In the material below, find every line with "struct" and pull it out.

DATASET CONTENT:
::::
// ==========================================
// 参数注册表 - 可编辑视图
// ==========================================
// 职责: render 的输出；GUI 前端据此绘制控件，不含任何工具包细节
// ==========================================

use crate::domain::value::ValueType;
use crate::widget::kind::WidgetKind;
use serde::Serialize;

/// 单个参数的可编辑视图
#[derive(Debug, Clone, PartialEq, Serialize)]
pub struct EditableView {
    pub key: String,
    pub label: String,
    pub group: String,
    pub unit: Option<String>,
    pub description: Option<String>,
    pub kind: WidgetKind,
    /// 当前值为 None
    pub is_null: bool,
    /// 是否提供 None 选项
    pub none_selectable: bool,
    /// 当前值文本（参数表写法）
    pub value_text: String,
    pub control: Control,
}

/// 控件状态
#[derive(Debug, Clone, PartialEq, Serialize)]
#[serde(tag = "control", rename_all = "snake_case")]
pub enum Control {
    Toggle {
        checked: bool,
    },
    Spin {
        value: Option<f64>,
        min: Option<f64>,
        max: Option<f64>,
        step: Option<f64>,
        integer: bool,
    },
    Slider {
        value: Option<f64>,
        min: f64,
        max: f64,
        step: f64,
        /// 当前值在步长网格上的刻度位置
        position: Option<u64>,
        ticks: u64,
    },
    Text {
        text: String,
    },
    Choice {
        options: Vec<String>,
        selected: Option<usize>,
    },
    Checks {
        items: Vec<CheckItem>,
    },
    Items {
        items: Vec<String>,
    },
    Fields {
        items: Vec<String>,
        arity: usize,
    },
    Pairs {
        pairs: Vec<(String, String)>,
    },
    TypeSwitch {
        types: Vec<ValueType>,
        selected: ValueType,
        text: String,
    },
    Expression {
        text: String,
        /// false 表示当前值为未求值标记
        evaluated: bool,
    },
}

#[derive(Debug, Clone, PartialEq, Serialize)]
pub struct CheckItem {
    pub label: String,
    pub checked: bool,
}
// ==========================================
// 参数注册表 - 参数表加载器
// ==========================================
// 流程: 原始行 → 默认值求值 → gui_args 解析 → 组装定义 → 默认值兼容性检查
// 红线: 全有或全无，遇到第一条错误行即整体失败
// ==========================================

use crate::domain::definition::{ParameterDefinition, RawParamRow};
use crate::expr;
use crate::importer::error::{SchemaError, SchemaResult};
use crate::importer::file_parser::{CsvParser, UniversalFileParser};
use crate::widget::{WidgetKind, WidgetOptions};
use std::collections::HashSet;
use std::path::Path;
use tracing::{debug, info};

/// 从文件加载参数定义（.csv / .xlsx / .xls）
pub fn load_schema_file<P: AsRef<Path>>(path: P) -> SchemaResult<Vec<ParameterDefinition>> {
    let path = path.as_ref();
    let rows = UniversalFileParser.parse(path)?;
    let definitions = build_definitions(rows)?;
    info!(
        path = %path.display(),
        count = definitions.len(),
        "参数表加载完成"
    );
    Ok(definitions)
}

/// 从 CSV 文本加载参数定义
pub fn load_schema_str(text: &str) -> SchemaResult<Vec<ParameterDefinition>> {
    let rows = CsvParser.parse_reader(text.as_bytes())?;
    build_definitions(rows)
}

/// 逐行构建定义，并检查 key 唯一
pub fn build_definitions(rows: Vec<RawParamRow>) -> SchemaResult<Vec<ParameterDefinition>> {
    if rows.is_empty() {
        return Err(SchemaError::EmptySchema);
    }

    let mut seen: HashSet<String> = HashSet::with_capacity(rows.len());
    let mut definitions = Vec::with_capacity(rows.len());
    for row in &rows {
        let definition = build_definition(row)?;
        if !seen.insert(definition.key.clone()) {
            return Err(SchemaError::DuplicateKey {
                row: row.row,
                key: definition.key,
            });
        }
        definitions.push(definition);
    }

    Ok(definitions)
}

/// 单行 → 参数定义
///
/// # 检查顺序
/// 1. key 非空，group / default / gui_type 必填
/// 2. gui_type 可识别
/// 3. 默认值可求值（Func 类允许保留为未求值标记）
/// 4. gui_args 合法
/// 5. 默认值通过该控件的 commit
pub fn build_definition(row: &RawParamRow) -> SchemaResult<ParameterDefinition> {
    let key = row.key.trim();
    if key.is_empty() {
        return Err(SchemaError::EmptyKey { row: row.row });
    }

    let missing = |field: &str| SchemaError::MissingField {
        row: row.row,
        key: key.to_string(),
        field: field.to_string(),
    };
    if row.group.trim().is_empty() {
        return Err(missing("group"));
    }
    if row.default.trim().is_empty() {
        return Err(missing("default"));
    }
    if row.gui_type.trim().is_empty() {
        return Err(missing("gui_type"));
    }

    let widget_kind: WidgetKind =
        row.gui_type
            .trim()
            .parse()
            .map_err(|_| SchemaError::UnknownWidgetKind {
                row: row.row,
                key: key.to_string(),
                gui_type: row.gui_type.clone(),
            })?;

    let evaluated = if widget_kind == WidgetKind::Func {
        expr::evaluate_deferred(&row.default)
    } else {
        expr::evaluate(&row.default)
    };
    let default_value = evaluated.map_err(|source| SchemaError::InvalidDefault {
        row: row.row,
        key: key.to_string(),
        source,
    })?;

    let widget_options = WidgetOptions::parse(row.gui_args.as_deref().unwrap_or(""), widget_kind)
        .map_err(|source| SchemaError::InvalidWidgetArgs {
            row: row.row,
            key: key.to_string(),
            source,
        })?;

    let definition = ParameterDefinition {
        key: key.to_string(),
        alias: row.alias.clone(),
        group: row.group.trim().to_string(),
        default_raw: row.default.trim().to_string(),
        default_value,
        unit: row.unit.clone(),
        description: row.description.clone(),
        widget_kind,
        widget_options,
    };

    // 默认值按原样保存，commit 只用于兼容性检查
    definition
        .commit(definition.default_value.clone())
        .map_err(|source| SchemaError::IncompatibleDefault {
            row: row.row,
            key: key.to_string(),
            source,
        })?;

    debug!(key = %definition.key, kind = %widget_kind, "参数定义已构建");
    Ok(definition)
}

#[cfg(test)]
mod tests {
    use super::*;
    use crate::domain::value::ParamValue;
    use crate::widget::ValidationError;

    fn row(key: &str, default: &str, gui_type: &str, gui_args: Option<&str>) -> RawParamRow {
        RawParamRow {
            row: 2,
            key: key.to_string(),
            group: "General".to_string(),
            default: default.to_string(),
            gui_type: gui_type.to_string(),
            gui_args: gui_args.map(str::to_string),
            ..Default::default()
        }
    }

    #[test]
    fn test_build_slider_definition() {
        let def = build_definition(&row(
            "highpass",
            "1",
            "SliderGui",
            Some("{'min_val': 0, 'max_val': 100, 'step': 1, 'none_select': True}"),
        ))
        .unwrap();
        assert_eq!(def.widget_kind, WidgetKind::Slider);
        assert_eq!(def.default_value, ParamValue::Int(1));
        assert_eq!(def.label(), "highpass");
    }

    #[test]
    fn test_unknown_widget_kind() {
        let err = build_definition(&row("x", "1", "Knob", None)).unwrap_err();
        assert!(matches!(err, SchemaError::UnknownWidgetKind { .. }));
        assert_eq!(err.key(), Some("x"));
        assert_eq!(err.row(), Some(2));
    }

    #[test]
    fn test_null_default_requires_none_select() {
        let err = build_definition(&row("n_jobs", "None", "Int", None)).unwrap_err();
        assert!(matches!(
            err,
            SchemaError::IncompatibleDefault {
                source: ValidationError::NullNotAllowed,
                ..
            }
        ));
        let nullable = row("n_jobs", "None", "Int", Some("{'none_select': True}"));
        assert!(build_definition(&nullable).is_ok());
    }

    #[test]
    fn test_func_default_is_deferred() {
        let call = "ar.get_rejection_threshold(epochs)";
        let def = build_definition(&row("reject", call, "FuncGui", None)).unwrap();
        assert!(def.default_value.is_marker());

        let err = build_definition(&row("reject", call, "Dict", None)).unwrap_err();
        assert!(matches!(err, SchemaError::InvalidDefault { .. }));
    }

    #[test]
    fn test_missing_fields() {
        let err = build_definition(&row("", "1", "Int", None)).unwrap_err();
        assert!(matches!(err, SchemaError::EmptyKey { row: 2 }));

        let err = build_definition(&row("a", "", "Int", None)).unwrap_err();
        assert!(matches!(err, SchemaError::MissingField { ref field, .. } if field == "default"));
    }

    #[test]
    fn test_duplicate_key() {
        let rows = vec![row("a", "1", "Int", None), row("a", "2", "Int", None)];
        let err = build_definitions(rows).unwrap_err();
        assert!(matches!(err, SchemaError::DuplicateKey { ref key, .. } if key == "a"));
        assert!(matches!(build_definitions(Vec::new()), Err(SchemaError::EmptySchema)));
    }
}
::::
ANSWER TO THIS TASK:
pub struct EditableView {
pub struct CheckItem {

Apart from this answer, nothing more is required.